═══ DATA FOR REVIEW ═══

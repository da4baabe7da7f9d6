//! The storage engine: composes the index/lock table, the WAL, and the
//! stats counter into the five operations the spec exposes (`put`, `get`,
//! `get_prefix`, `stat`, `close`).
//!
//! Construction performs the Initializing phase (WAL replay) synchronously
//! and returns an engine already in the Serving state, matching §4.4's
//! "Initializing→Serving is unconditional at end of construction." Closing
//! consumes `self`, so Serving→Closed→(any further call) is a compile-time
//! impossibility rather than a state flag checked at every call site — a
//! stronger guarantee than the spec asks for ("further operations are
//! undefined") and the natural Rust expression of it.

use crate::lock_table::LockTable;
use crate::stats::Stats;
use crate::wal::{WalEntry, WalReader, WalWriter};

use kvengine_core::{Error, Key, Result, StatsSnapshot, SyncMode, Value};

use std::path::{Path, PathBuf};
use std::time::{SystemTime, UNIX_EPOCH};

/// A `(key, value)` pair returned by `get_prefix`.
#[derive(Debug, Clone, PartialEq, Eq)]
pub struct KeyValuePair {
    pub key: Key,
    pub value: Value,
}

pub struct Engine {
    table: LockTable,
    wal: WalWriter,
    stats: Stats,
    start_time: String,
}

impl Engine {
    /// Opens (or creates) the WAL at `path`, replays it into the index, and
    /// reopens it in append mode. Replay failures are logged and stop
    /// replay at the failure point; they never fail construction — only an
    /// I/O error opening/creating the WAL file itself does that.
    pub fn new(path: impl AsRef<Path>) -> Result<Self> {
        let path: PathBuf = path.as_ref().to_path_buf();
        let table = LockTable::new();

        if path.exists() {
            let mut reader = WalReader::open(&path)?;
            let mut count = 0u64;
            loop {
                match reader.read_entry() {
                    Ok(Some(entry)) => {
                        table.lock(&entry.key).insert(entry.key, entry.value);
                        count += 1;
                    }
                    Ok(None) => break,
                    Err(Error::Truncated { offset }) => {
                        log::warn!(
                            "WAL replay stopped at offset {offset}: truncated trailing record \
                             (likely a crash mid-append); {count} prior records recovered"
                        );
                        break;
                    }
                    Err(Error::ChecksumMismatch { offset, expected, actual }) => {
                        log::error!(
                            "WAL replay stopped at offset {offset}: checksum mismatch \
                             (expected {expected:#010x}, got {actual:#010x}); {count} prior \
                             records recovered, bytes after this offset are discarded"
                        );
                        break;
                    }
                    Err(e) => return Err(e),
                }
            }
            log::info!("WAL replay complete: {count} records recovered from {}", path.display());
        } else {
            log::info!("no existing WAL at {}, starting empty", path.display());
        }

        let wal = WalWriter::new(&path, SyncMode::Full)?;
        let start_time = format_start_time();

        Ok(Self {
            table,
            wal,
            stats: Stats::new(),
            start_time,
        })
    }

    /// Installs `key -> value`, durably. WAL append (with fsync) happens
    /// before the index is touched; if it fails, the `?` short-circuit
    /// means `index.put` is never reached, satisfying "the index MUST NOT
    /// be updated" without any explicit rollback step.
    pub fn put(&self, key: Key, value: Value) -> Result<()> {
        if key.is_empty() {
            return Err(Error::EmptyKey);
        }
        let mut shard = self.table.lock(&key);
        self.wal.append(&WalEntry::new(key.clone(), value.clone()))?;
        shard.insert(key, value);
        self.stats.record_set();
        Ok(())
    }

    /// Looks up `key`, cloning the value out before releasing the stripe
    /// lock.
    pub fn get(&self, key: &str) -> Result<Option<Value>> {
        if key.is_empty() {
            return Err(Error::EmptyKey);
        }
        let shard = self.table.lock(key);
        let value = shard.get(key).cloned();
        drop(shard);
        self.stats.record_get();
        Ok(value)
    }

    /// Snapshots the key set under the global lock order, releases it, then
    /// reacquires each matching key's stripe individually to read its
    /// current value — recognizing that a key may have been overwritten
    /// between snapshot and read. `max_results`, if nonzero, truncates the
    /// result after collection; zero (like `None`) means unlimited, per
    /// §6's "if nonzero, caps."
    pub fn get_prefix(&self, prefix: &str, max_results: Option<u32>) -> Vec<KeyValuePair> {
        let keys = {
            let all = self.table.lock_all();
            all.key_snapshot()
        };

        self.stats.record_getprefix();

        let max = max_results.filter(|&m| m != 0).map(|m| m as usize);

        let mut results = Vec::new();
        for key in keys {
            if !key.starts_with(prefix) {
                continue;
            }
            let shard = self.table.lock(&key);
            if let Some(value) = shard.get(&key) {
                if key.starts_with(prefix) {
                    results.push(KeyValuePair {
                        key: key.clone(),
                        value: value.clone(),
                    });
                }
            }
            drop(shard);
            if let Some(max) = max {
                if results.len() >= max {
                    break;
                }
            }
        }

        if let Some(max) = max {
            results.truncate(max);
        }
        results
    }

    /// A snapshot of the stats counters plus the current key count. Not
    /// serialized against concurrent writers; slightly stale values are
    /// intentional.
    pub fn stat(&self) -> StatsSnapshot {
        let key_count = self.table.approx_len() as u64;
        self.stats.snapshot(key_count, &self.start_time)
    }

    /// Flushes and closes the WAL file handle, consuming the engine so no
    /// further operation can be attempted against it.
    pub fn close(self) -> Result<()> {
        self.wal.close()
    }
}

fn format_start_time() -> String {
    let now = SystemTime::now()
        .duration_since(UNIX_EPOCH)
        .unwrap_or_default();
    // Human-readable and opaque to clients, per the spec's "opaque
    // human-readable timestamp" contract — callers must not parse it.
    format!("unix:{}", now.as_secs())
}
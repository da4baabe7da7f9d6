//! The durable, striped key-value storage core.
//!
//! Composes three cooperating pieces — the striped lock table
//! ([`lock_table`], which also holds the in-memory index), the
//! write-ahead log ([`wal`]), and the stats counter ([`stats`]) — behind a
//! single [`Engine`] that implements the five operations the RPC
//! collaborator needs: `put`, `get`, `get_prefix`, `stat`, and `close`.
//!
//! This crate is deliberately synchronous: the only suspension points are
//! stripe-lock acquisition and the WAL's fsync, both blocking primitives.
//! The `async`/worker-pool concern belongs to the RPC collaborator
//! (`kvengine-server`), which dispatches into this crate via
//! `tokio::task::spawn_blocking`.

pub mod engine;
pub mod lock_table;
pub mod stats;
pub mod wal;

pub use engine::{Engine, KeyValuePair};
//! The Stats Counter.
//!
//! A lightweight set of monotonic counters, grounded in the teacher's
//! `WALMetrics` (`wal/metrics.rs`): plain `AtomicU64`s updated with
//! `Ordering::Relaxed`, giving thread-safe increments without a lock. The
//! spec explicitly allows either "counters under whichever stripe lock the
//! operation already holds" or atomics as an equivalent alternative (§9);
//! atomics are used here so `stat()` never needs to touch the lock table.

use kvengine_core::StatsSnapshot;

use std::sync::atomic::{AtomicU64, Ordering};

#[derive(Debug, Default)]
pub struct Stats {
    total_requests: AtomicU64,
    set_count: AtomicU64,
    get_count: AtomicU64,
    getprefix_count: AtomicU64,
}

impl Stats {
    pub fn new() -> Self {
        Self::default()
    }

    pub fn record_set(&self) {
        self.set_count.fetch_add(1, Ordering::Relaxed);
        self.total_requests.fetch_add(1, Ordering::Relaxed);
    }

    pub fn record_get(&self) {
        self.get_count.fetch_add(1, Ordering::Relaxed);
        self.total_requests.fetch_add(1, Ordering::Relaxed);
    }

    /// Counts a `get_prefix` as a single request, per §9's preserved
    /// open-question resolution: the per-key re-read phase does not bump
    /// counters a second time.
    pub fn record_getprefix(&self) {
        self.getprefix_count.fetch_add(1, Ordering::Relaxed);
        self.total_requests.fetch_add(1, Ordering::Relaxed);
    }

    pub fn snapshot(&self, key_count: u64, start_time: &str) -> StatsSnapshot {
        StatsSnapshot {
            key_count,
            total_requests: self.total_requests.load(Ordering::Relaxed),
            set_count: self.set_count.load(Ordering::Relaxed),
            get_count: self.get_count.load(Ordering::Relaxed),
            getprefix_count: self.getprefix_count.load(Ordering::Relaxed),
            start_time: start_time.to_string(),
        }
    }
}

#[cfg(test)]
mod tests {
    use super::*;

    #[test]
    fn counters_start_at_zero() {
        let stats = Stats::new();
        let snap = stats.snapshot(0, "t0");
        assert_eq!(snap.total_requests, 0);
        assert_eq!(snap.set_count, 0);
        assert_eq!(snap.get_count, 0);
        assert_eq!(snap.getprefix_count, 0);
    }

    #[test]
    fn each_operation_bumps_its_own_and_total() {
        let stats = Stats::new();
        stats.record_set();
        stats.record_get();
        stats.record_getprefix();

        let snap = stats.snapshot(0, "t0");
        assert_eq!(snap.set_count, 1);
        assert_eq!(snap.get_count, 1);
        assert_eq!(snap.getprefix_count, 1);
        assert_eq!(snap.total_requests, 3);
    }

    #[test]
    fn counters_are_monotonic_under_concurrency() {
        use std::sync::Arc;
        use std::thread;

        let stats = Arc::new(Stats::new());
        let handles: Vec<_> = (0..8)
            .map(|_| {
                let stats = Arc::clone(&stats);
                thread::spawn(move || {
                    for _ in 0..500 {
                        stats.record_set();
                    }
                })
            })
            .collect();
        for h in handles {
            h.join().unwrap();
        }

        let snap = stats.snapshot(0, "t0");
        assert_eq!(snap.set_count, 4000);
        assert_eq!(snap.total_requests, 4000);
    }
}
//! `kvengine-server`: the gRPC collaborator around the storage core.
//!
//! CLI parsing (`clap`) and logging (`log` + `env_logger`) mirror the
//! teacher's declared-but-unpopulated `ferrisdb-server` dependency set;
//! engine construction is fallible (WAL replay may fail), and that failure
//! is surfaced at startup as a process exit with a message, never a panic,
//! per §9's "Construction is fallible ... surface that failure at server
//! startup."

mod proto;
mod service;

use kvengine_storage::Engine;
use service::KeyValueService;

use clap::Parser;
use proto::key_value_server::KeyValueServer;
use std::sync::Arc;
use tonic::transport::Server;

/// Reference value from §6: 128 MiB applied to both send and receive.
const DEFAULT_MAX_MESSAGE_SIZE: usize = 128 * 1024 * 1024;

/// Reference worker pool size from §5.
const DEFAULT_WORKER_THREADS: usize = 32;

#[derive(Parser, Debug)]
#[command(name = "kvengine-server", about = "Durable striped key-value store gRPC server")]
struct Cli {
    /// Port to listen on.
    #[arg(long, default_value_t = 50051)]
    port: u16,

    /// Path to the write-ahead log file.
    #[arg(long, default_value = "wal.log")]
    wal_path: String,

    /// Maximum gRPC message size, in bytes, applied to both send and receive.
    #[arg(long, default_value_t = DEFAULT_MAX_MESSAGE_SIZE)]
    max_message_size: usize,

    /// Size of the tokio worker-thread pool dispatching RPC handlers.
    #[arg(long, default_value_t = DEFAULT_WORKER_THREADS)]
    worker_threads: usize,
}

fn main() -> anyhow::Result<()> {
    env_logger::Builder::from_env(env_logger::Env::default().default_filter_or("info")).init();

    let cli = Cli::parse();

    let runtime = tokio::runtime::Builder::new_multi_thread()
        .worker_threads(cli.worker_threads)
        .enable_all()
        .build()?;

    runtime.block_on(run(cli))
}

async fn run(cli: Cli) -> anyhow::Result<()> {
    let engine = Engine::new(&cli.wal_path)
        .map_err(|e| anyhow::anyhow!("failed to open WAL at {}: {e}", cli.wal_path))?;
    let engine = Arc::new(engine);

    let addr = format!("[::]:{}", cli.port).parse()?;
    let service = KeyValueService::new(engine);

    log::info!(
        "kvengine-server listening on {addr} (wal={}, max_message_size={} bytes, worker_threads={})",
        cli.wal_path,
        cli.max_message_size,
        cli.worker_threads
    );

    Server::builder()
        .add_service(
            KeyValueServer::new(service)
                .max_decoding_message_size(cli.max_message_size)
                .max_encoding_message_size(cli.max_message_size),
        )
        .serve(addr)
        .await?;

    Ok(())
}
//! Shared types and error taxonomy for the kvengine workspace.
//!
//! This crate is intentionally small: it holds only what `kvengine-storage`,
//! `kvengine-server`, and `kvengine-client` all need to agree on, following
//! the same split the teacher's workspace uses between its `-core` crate and
//! its `-storage`/`-server`/`-client` crates.

mod error;
mod types;

pub use error::{Error, Result};
pub use types::{Key, StatsSnapshot, SyncMode, Value};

═══

■ WHAT THE TASK ASKS
What is the number of lines in the data that include "against"? Respond with that number and no other text.

■ EXPECTED ANSWER
2